JP 2001-146420 A JP 55-94634 A Japanese Patent Publication No. 2001-507661

  However, when gypsum waste is used as a raw material to produce anhydrous gypsum, if it is baked using a conventional rotary kiln or the like, a part that is excessively heated is generated and mixed with gypsum waste as a high-performance water reducing agent. There is a problem that the naphthalene sulfonic acid group is decomposed to generate sulfur oxides. Further, the gypsum itself has a problem that when it is heated to 1000 ° C. or more, it may be thermally decomposed to generate a large amount of sulfur oxide.

  In addition, regardless of the type of furnace used, such as a rotary kiln, conical kettle furnace, etc., it has been required to maintain high purity of the type II anhydrous gypsum obtained as a product and to reduce fuel consumption.

  On the other hand, in the calcining method described in Patent Document 2, it is mentioned that two conical kettle furnaces can be connected in two stages to produce anhydrous gypsum. Because only dispersible powder is supplied, simply connecting two furnaces brings together a large amount of dust into the former furnace and circulates together with the exhaust from the latter furnace. Problems such as a significant loss of electricity costs are foreseen.

  Furthermore, in the anhydrous product manufacturing method described in Patent Document 3, gypsum is fired in multiple stages to produce an anhydrous product, but the combustion gas flows only in the furnace tube and is only used for heating. Therefore, it is necessary to separately introduce compressed air as a fluid medium and to install a stirring blade, and there is a problem that the structure of the system is complicated and the energy efficiency is low.

  Therefore, the present invention has been made in view of the above-described problems in the prior art, and can significantly suppress the generation of sulfur oxides and obtain a high-purity type II anhydrous gypsum. An object of the present invention is to provide an anhydrous gypsum manufacturing method and an anhydrous gypsum firing system that have a simple structure and can reduce fuel consumption and power consumption.

In order to achieve the above-mentioned object, the present invention is provided with two stages of furnaces each including an inner cylinder having an opening in the lower part and a main body surrounding the inner cylinder and having a lower part formed in an inverted conical shape. Combusting the fuel inside the inner cylinder of the latter furnace and injecting combustion gas from the lower opening of the inner cylinder, supplying the gypsum particles calcined in the former furnace to the main body of the latter furnace, with obtaining the type II anhydrous gypsum by calcining the gypsum particles, evacuation of the latter stage furnace through a dust remover is supplied to the inner cylinder of the front of the furnace, from the bottom of the opening of the inner tube of the furnace of the front stage The exhaust gas is ejected, gypsum particles are supplied to the main body of the previous stage furnace, and the gypsum particles are calcined inside the main body.

  And, according to the present invention, the exhaust of the latter furnace for firing the gypsum particles is used for pre-calcining the gypsum particles in the former furnace, so that high-temperature combustion waste gas is not discharged out of the system, When collecting dust contained in the combustion waste gas with a bag filter or the like, it is not necessary to install a spray tower or the like for lowering the temperature of the combustion waste gas, and a simple system and a compact system can be configured.

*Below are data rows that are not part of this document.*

// CLASSIFICATION: COMMUNITY
// Filename: mod.rs v0.1
// Author: Lukas Bower
// Date Modified: 2026-10-19

//! The choco-opt driver: wires the toy dialect, the frontend registry and
//! the pass registry together and runs parse -> passes -> output.

pub mod config;
pub mod logging;

use std::fmt::Write as _;
use std::fs::File;
use std::io::{self, BufWriter, Read, Write};
use std::path::Path;

use log::{debug, info};

use crate::error::{OptError, OptResult};
use crate::frontend::{toy, FrontendError, FrontendRegistry};
use crate::ir::{print_module, Context, Module};
use crate::output::{render, write_output, OutputError, Target};
use crate::pass_framework::{PassFilter, PassManager, PassRegistry, Pipeline};
use crate::passes::standard_registry;

use self::config::Config;

/// Line separating independent chunks under `--split-input-file`.
pub const SPLIT_MARKER: &str = "// -----";

/// Registries and context shared by every run.
#[derive(Debug)]
pub struct OptMain {
    ctx: Context,
    frontends: FrontendRegistry,
    passes: PassRegistry,
}

impl OptMain {
    /// Driver with the toy dialect, the default frontends and the standard
    /// pass set.
    pub fn new(allow_unregistered: bool) -> OptResult<Self> {
        let mut ctx = Context::new().allow_unregistered(allow_unregistered);
        ctx.register_dialect(toy::dialect())?;
        Ok(Self::with_parts(
            ctx,
            FrontendRegistry::with_defaults(),
            standard_registry()?,
        ))
    }

    pub fn with_parts(ctx: Context, frontends: FrontendRegistry, passes: PassRegistry) -> Self {
        Self {
            ctx,
            frontends,
            passes,
        }
    }

    pub fn context(&self) -> &Context {
        &self.ctx
    }

    pub fn frontends(&self) -> &FrontendRegistry {
        &self.frontends
    }

    pub fn frontends_mut(&mut self) -> &mut FrontendRegistry {
        &mut self.frontends
    }

    pub fn passes(&self) -> &PassRegistry {
        &self.passes
    }

    /// One line per pass: name, provenance, description.
    pub fn list_passes(&self, filter: PassFilter) -> String {
        let width = self
            .passes
            .names(filter)
            .map(str::len)
            .max()
            .unwrap_or(0);
        let mut out = String::new();
        for entry in self.passes.entries(filter) {
            let _ = writeln!(
                out,
                "{:<width$}  [{}]  {}",
                entry.name(),
                entry.provenance(),
                entry.description()
            );
        }
        out
    }

    pub fn build_pipeline<I, S>(&self, names: I) -> OptResult<Pipeline>
    where
        I: IntoIterator<Item = S>,
        S: AsRef<str>,
    {
        Ok(Pipeline::build(&self.passes, names)?)
    }

    /// Parse `input` with the frontend registered for `tag`.
    pub fn parse_input<R: Read>(&self, tag: &str, input: R) -> OptResult<Module> {
        Ok(self.frontends.parse(&self.ctx, tag, input)?)
    }

    /// Run `manager` over `module` and render the result.
    pub fn transform(
        &self,
        manager: &PassManager,
        mut module: Module,
        target: Target,
    ) -> OptResult<String> {
        manager.run(&self.ctx, &mut module)?;
        Ok(render(&module, target)?)
    }

    /// Parse, transform and render `input` for `cfg`. The frontend and the
    /// pipeline are resolved before any input is read. Nothing is returned
    /// unless every chunk succeeds.
    pub fn process<R: Read>(&self, cfg: &Config, mut input: R) -> OptResult<String> {
        let tag = cfg.frontend_tag();
        self.frontends.resolve(&tag)?;
        let pipeline = self.build_pipeline(&cfg.passes)?;
        info!(
            "pipeline: [{}]",
            pipeline.names().collect::<Vec<_>>().join(", ")
        );
        let mut manager = PassManager::new(pipeline).verify_each(cfg.verify_each);
        if cfg.print_between_passes {
            manager = manager.after_each(print_after_pass);
        }

        if !cfg.split_input_file {
            let module = self.parse_input(&tag, input)?;
            return self.transform(&manager, module, cfg.target);
        }
        let mut source = String::new();
        input.read_to_string(&mut source).map_err(OptError::Input)?;
        let mut outputs = Vec::new();
        for (i, (line_offset, chunk)) in split_input(&source).into_iter().enumerate() {
            debug!("processing chunk {i}");
            let module = self
                .frontends
                .parse_str(&self.ctx, &tag, chunk)
                .map_err(|err| match err {
                    FrontendError::Syntax(mut e) => {
                        e.line += line_offset;
                        FrontendError::Syntax(e)
                    }
                    other => other,
                })?;
            outputs.push(self.transform(&manager, module, cfg.target)?);
        }
        let separator = format!("{SPLIT_MARKER}\n");
        Ok(outputs.join(separator.as_str()))
    }

    /// [`process`](Self::process), then write the result to `output`.
    /// `output` is untouched when processing fails.
    pub fn run<R: Read, W: Write>(&self, cfg: &Config, input: R, output: W) -> OptResult<()> {
        let rendered = self.process(cfg, input)?;
        write_output(&rendered, output)?;
        Ok(())
    }
}

fn print_after_pass(index: usize, name: &str, module: &Module) {
    eprint!(
        "// -----// IR after {name} (#{index}) //----- //\n{}",
        print_module(module)
    );
}

/// Split `source` on lines consisting solely of the split marker. Each
/// chunk comes with the number of source lines preceding it.
pub fn split_input(source: &str) -> Vec<(usize, &str)> {
    let mut chunks = Vec::new();
    let (mut start, mut offset) = (0, 0);
    let (mut start_line, mut line_no) = (0, 0);
    for line in source.split_inclusive('\n') {
        line_no += 1;
        if line.trim() == SPLIT_MARKER {
            chunks.push((start_line, &source[start..offset]));
            start = offset + line.len();
            start_line = line_no;
        }
        offset += line.len();
    }
    chunks.push((start_line, &source[start..]));
    chunks
}

/// File reader, or stdin for `None`.
pub fn open_input(path: Option<&Path>) -> OptResult<Box<dyn Read>> {
    match path {
        Some(p) => {
            let file = File::open(p).map_err(OptError::Input)?;
            Ok(Box::new(file))
        }
        None => Ok(Box::new(io::stdin())),
    }
}

/// Buffered file writer, or stdout for `None`.
pub fn open_output(path: Option<&Path>) -> OptResult<Box<dyn Write>> {
    match path {
        Some(p) => {
            let file = File::create(p).map_err(OutputError::Write)?;
            Ok(Box::new(BufWriter::new(file)))
        }
        None => Ok(Box::new(io::stdout())),
    }
}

  In addition, according to the present invention, when calcining or calcining gypsum particles in a furnace, the gypsum particles are fluidized while being heated by combustion gas or the like. There is no need to install it, and a method for producing anhydrous gypsum with a simple furnace structure and low fuel consumption can be provided.

  Furthermore, according to the present invention, an indirect heating method is employed in which the powder is fluidized and brought into contact with high-temperature combustion gas and heated, so that the powder layer is in a completely mixed state and is substantially uniform as a whole. Since the temperature of the gypsum particles is not excessively heated locally, the gypsum particles as a raw material have a decomposition temperature of the gypsum itself (1000 ° C. or higher) or a decomposition temperature of a naphthalenesulfonic acid group contained as an admixture ( 850 ° C. or higher) can be avoided. Thereby, generation | occurrence | production of sulfur oxide can be suppressed significantly.

  Furthermore, according to the present invention, since the exhaust from the latter furnace is supplied to the inner cylinder of the former furnace through the dust remover, the calcined powder having good dispersibility supplied to the latter furnace is obtained. The dust remover, especially the dust remover that can handle high dust concentration, can be prevented from scattering into the previous furnace, so that a large amount of powder circulates between the two furnaces. It can prevent and significant loss of fuel consumption and power cost can be avoided.

  In the anhydrous gypsum manufacturing method, the temperature of the gas discharged from the preceding furnace can be controlled to 100 ° C. or more and 250 ° C. or less. Thereby, the dust contained in the combustion waste gas can be collected by the bag filter.

  In the anhydrous gypsum manufacturing method, the temperature of the combustion gas discharged from the subsequent furnace can be controlled to 330 ° C. or higher and 840 ° C. or lower. As a result, the dihydrate gypsum can be completely converted to type II anhydrous gypsum with little generation of sulfur oxides.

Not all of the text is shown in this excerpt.